Get the nitty gritty on the hottest, real-life relationship of 2007 

“It is a tribute to the performers’ obvious friendship and strong grasp of the concept, especially in their willingness to expose such a deeply personal and complicated part of themselves, that exes emerges as the perfect balance between silly farce and honest dialogue.” Theatrescenes

It’s been a decade since the real-life break-up of Brynley Stent (Funny Girls) and Eli Matthewson (The Male Gayz) but they’re reuniting, and they promise they’re going to work together in a mature and respectful way. Watch as they bring about a comedy show of unbridled joy, propelled by the kind of magnetic chemistry that can only exist between past lovers, one of whom is now gay. Don’t worry about them fighting, they’re honestly SO FINE now.

No show in 2020 will have more sexual tension than this. A runaway hit in Auckland, this is one of the funniest shows of the year.
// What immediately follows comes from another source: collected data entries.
//! Transport-to-pipeline adapter: turns an incoming HTTP request into a
//! [`custodia_core::request::Request`] and runs it through the
//! authentication/authorization chain.
//!
//! `creds` comes from `SO_PEERCRED` when the listener is a Unix-domain
//! socket (see [`crate::uds`]) and is always `None` over TCP. `client_cert`
//! has no transport in this binary to populate it from and is always `None`;
//! a deployment fronting this server with an mTLS-terminating proxy would
//! need to forward it some other way before the pipeline runs.

use std::collections::HashMap;
use std::sync::Arc;

use axum::http::{HeaderMap, Method as HttpMethod};

use custodia_core::request::{Method, PeerCreds, Request};

use crate::error::AppError;
use crate::state::AppState;

fn convert_method(method: &HttpMethod) -> Option<Method> {
    match *method {
        HttpMethod::GET => Some(Method::Get),
        HttpMethod::PUT => Some(Method::Put),
        HttpMethod::POST => Some(Method::Post),
        HttpMethod::DELETE => Some(Method::Delete),
        _ => None,
    }
}

fn header_map(headers: &HeaderMap) -> HashMap<String, String> {
    headers
        .iter()
        .filter_map(|(name, value)| {
            value.to_str().ok().map(|v| (name.as_str().to_string(), v.to_string()))
        })
        .collect()
}

/// Build a pipeline [`Request`] from the raw HTTP parts and run it through
/// `state.auth_chain`.
///
/// # Errors
///
/// Returns [`AppError::MethodNotAllowed`] for a method the pipeline does not
/// model, and whatever [`AppError`] the auth chain's denial maps to.
pub async fn authenticate(
    state: &AppState,
    method: &HttpMethod,
    path: String,
    query: HashMap<String, String>,
    headers: &HeaderMap,
    creds: Option<PeerCreds>,
    body: Option<Vec<u8>>,
) -> Result<Request, AppError> {
    let method = convert_method(method).ok_or(AppError::MethodNotAllowed)?;
    let client_id = uuid::Uuid::new_v4().to_string();

    let mut request = Request::new(method, path, client_id);
    request.query = query;
    request.headers = header_map(headers);
    request.creds = creds;
    request.body = body;

    state.auth_chain.run(&mut request).await?;
    Ok(request)
}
BATS Theatre, The Random Stage
28 January – 1 February 2020
6:30pm
Full Price $22
Group 6+ $20
Concession Price $17
Student Night Special $15
BOOK TICKETS

Accessibility
The Random Stage is fully wheelchair accessible; please contact the BATS Box Office by 4.30pm on the show day if you have accessibility requirements so that the appropriate arrangements can be made. Read more about accessibility at BATS.



Theatre , Comedy ,


55 mins

Insight and humanity amid the comedy

Review by John Smythe 29th Jan 2020

Yes, Brynley Stent and Eli Matthewson totally did know each other at school in Christchurch, doing Theatre Sports, then ‘got together’ during a schools Shakespeare production: a heart-warming slide-show of photos attests to that. And yes, they totally did break up just over 10 years ago. But hey, they’re both professionals in the Auckland performing arts scene now, they sometimes work together – e.g. Have You Been Paying Attention? – so of course they’re totally fine with it all. So fine, in fact, that they’ve made this show about it.

Of course anyone who has truly been paying attention would know that Eli is gay. The show’s publicity says as much and his stand-out stand-up shows A Year of Magical F*cking and An Inconvenient Poof have celebrated it. So the breakup was clearly inevitable and obviously everyone has to be better off for it. So much so that they decide to jettison the script – “It’s all in the past!” – and entertain us with improv instead. And they are excellent improvisers too.

But the proverbial elephant is in the room and the snap scenes that build on random audience ask-fors keep colliding with it. It’s spooky. Besides, we have come expecting a show about Exes …  

Thus evolves their very funny and compulsively upbeat – except when it’s not – recollection of the whole catastrophe (from a Greek word meaning overturn). There’s the flirting, the first date, the first time, the other times, the question of how many times … Ex-rated comedy, anyone?  

There is a palpable hunger in the audience for seeing and hearing the truth about relationships and sex in particular, and here is where bravery and generosity underpin the comedy-of-awkwardness (in some ways recalling Jo Randerson and Thomas LaHood riveting Soft N Hard, despite the different comedic conventions). The revelation of Eli’s ‘routine’ touches hidden chords in every dimension of the quantum equation while their differing versions of exactly how 12 December 2009 played out at The Sign of the Kiwi riffs on a classical trope.

The already highly entertaining show is enriched by several plunges through wormholes in the space-time continuum which conjure up parallel realities, allowing ‘what ifs’ to be explored with even more insight and humanity.

Exes is especially energised by the way Brynley Stent and Eli Matthewson, as writers, have worked with their directors, Hamish Parkinson and Leon Wadham, to bring immediacy to their past. Their particular personal experiences vibrate with universal resonance as, together and apart, Stent and Matthewson recreate it all with refined comic skill.